If this is the case, you may still perform response tests of the loop, but you will have to use some other instrument(s) to graph the controller and process actions. A modern tool useful for this purpose is a portable computer with a data acquisition device connected, giving the computer the ability to read instrument signal voltages. Many data graphing programs exist for taking acquired data and plotting it over the time domain. Data acquisition modules with sample rates in the thousands of samples per second are available for very modest prices.
Be prepared to document your work! This means capturing and recording “screen shot” images of process trend graphs, both for the initial open-loop tests and the closed-loop PID trials. It also means documenting the original PID settings of the controller, and all PID setting values attempted during the tuning process (linked to their respective trend graphs, so it will be easy to tell which sets of PID constants produced which process responses). If there are any instrument configuration settings (e.g. damping time values in process transmitters) changed during the tuning exercise, both the original values and all your changes need to be documented as well.
As a final word, I would like to cast a critical vote against auto-tuning controllers.
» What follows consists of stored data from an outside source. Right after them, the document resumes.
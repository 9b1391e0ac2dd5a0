use chrono::{DateTime, Utc};
use serde::{Deserialize, Serialize};
use serde_json::Value;

/// One page of `/crm/v3/objects/{type}` or `/crm/v3/objects/{type}/search`.
#[derive(Debug, Default, Deserialize)]
pub struct ObjectPage {
    #[serde(default)]
    pub results: Vec<Value>,
    #[serde(default)]
    pub paging: Option<Paging>,
}

impl ObjectPage {
    pub fn next_cursor(&self) -> Option<String> {
        self.paging
            .as_ref()
            .and_then(|paging| paging.next.as_ref())
            .map(|next| next.after.clone())
            .filter(|after| !after.is_empty())
    }
}

#[derive(Debug, Default, Deserialize)]
pub struct Paging {
    #[serde(default)]
    pub next: Option<NextPage>,
}

#[derive(Debug, Deserialize)]
pub struct NextPage {
    pub after: String,
}

#[derive(Debug, Default, Deserialize)]
pub struct AssociationPage {
    #[serde(default)]
    pub results: Vec<Value>,
}

#[derive(Deserialize)]
pub struct TokenResponse {
    pub access_token: String,
    #[serde(default)]
    pub refresh_token: Option<String>,
}

#[derive(Debug, Serialize)]
#[serde(rename_all = "camelCase")]
pub struct SearchRequest {
    pub filter_groups: Vec<FilterGroup>,
    pub properties: Vec<String>,
    pub limit: usize,
    #[serde(skip_serializing_if = "Option::is_none")]
    pub after: Option<String>,
}

#[derive(Debug, Serialize)]
pub struct FilterGroup {
    pub filters: Vec<Filter>,
}

#[derive(Debug, Serialize)]
#[serde(rename_all = "camelCase")]
pub struct Filter {
    pub property_name: String,
    pub operator: &'static str,
    pub value: String,
}

impl SearchRequest {
    /// Objects whose `property` is strictly later than `since`.
    pub fn modified_after(
        property: &str,
        since: DateTime<Utc>,
        properties: &[&str],
        limit: usize,
        after: Option<String>,
    ) -> Self {
        Self {
            filter_groups: vec![FilterGroup {
                filters: vec![Filter {
                    property_name: property.to_string(),
                    operator: "GT",
                    value: since.timestamp_millis().to_string(),
                }],
            }],
            properties: properties.iter().map(|property| property.to_string()).collect(),
            limit,
            after,
        }
    }
}

#[cfg(test)]
mod tests {
    use chrono::{TimeZone, Utc};
    use serde_json::json;

    use super::{ObjectPage, SearchRequest};

    #[test]
    fn search_body_uses_hubspot_field_names() {
        let since = Utc.with_ymd_and_hms(2024, 1, 15, 10, 50, 0).single().expect("valid time");
        let body = SearchRequest::modified_after("lastmodifieddate", since, &["email"], 100, None);

        let encoded = serde_json::to_value(&body).expect("serializable");
        assert_eq!(
            encoded,
            json!({
                "filterGroups": [{
                    "filters": [{
                        "propertyName": "lastmodifieddate",
                        "operator": "GT",
                        "value": "1705315800000"
                    }]
                }],
                "properties": ["email"],
                "limit": 100
            })
        );
    }

    #[test]
    fn cursor_is_absent_on_last_page() {
        let last: ObjectPage = serde_json::from_value(json!({"results": []})).expect("decodes");
        assert_eq!(last.next_cursor(), None);

        let more: ObjectPage = serde_json::from_value(json!({
            "results": [{"id": "1"}],
            "paging": {"next": {"after": "abc", "link": "ignored"}}
        }))
        .expect("decodes");
        assert_eq!(more.next_cursor().as_deref(), Some("abc"));
    }
}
With all due respect for the engineers who work hard to make controllers “intelligent” enough to adjust their own PID settings, there is no controller in the world able to account for all the factors described in this “Before you tune . . .” section. Feel free to use the automatic tuning feature of a controller, but only after you have ensured all instrument and process problems are corrected, and after you have confirmed the tuning goal of the controller matches the behavioral goal of the control loop as defined by the operators (e.g. fast response versus minimum overshoot, etc.). Some people in the automation business are over-confident with regard to the capabilities of auto-tuning controllers. We would all do well to recognize this feature as a tool, and just like any other tool it is only as useful as the person handling it is knowledgeable regarding how and why it works. Wielding any tool in ignorance is a recipe for disaster.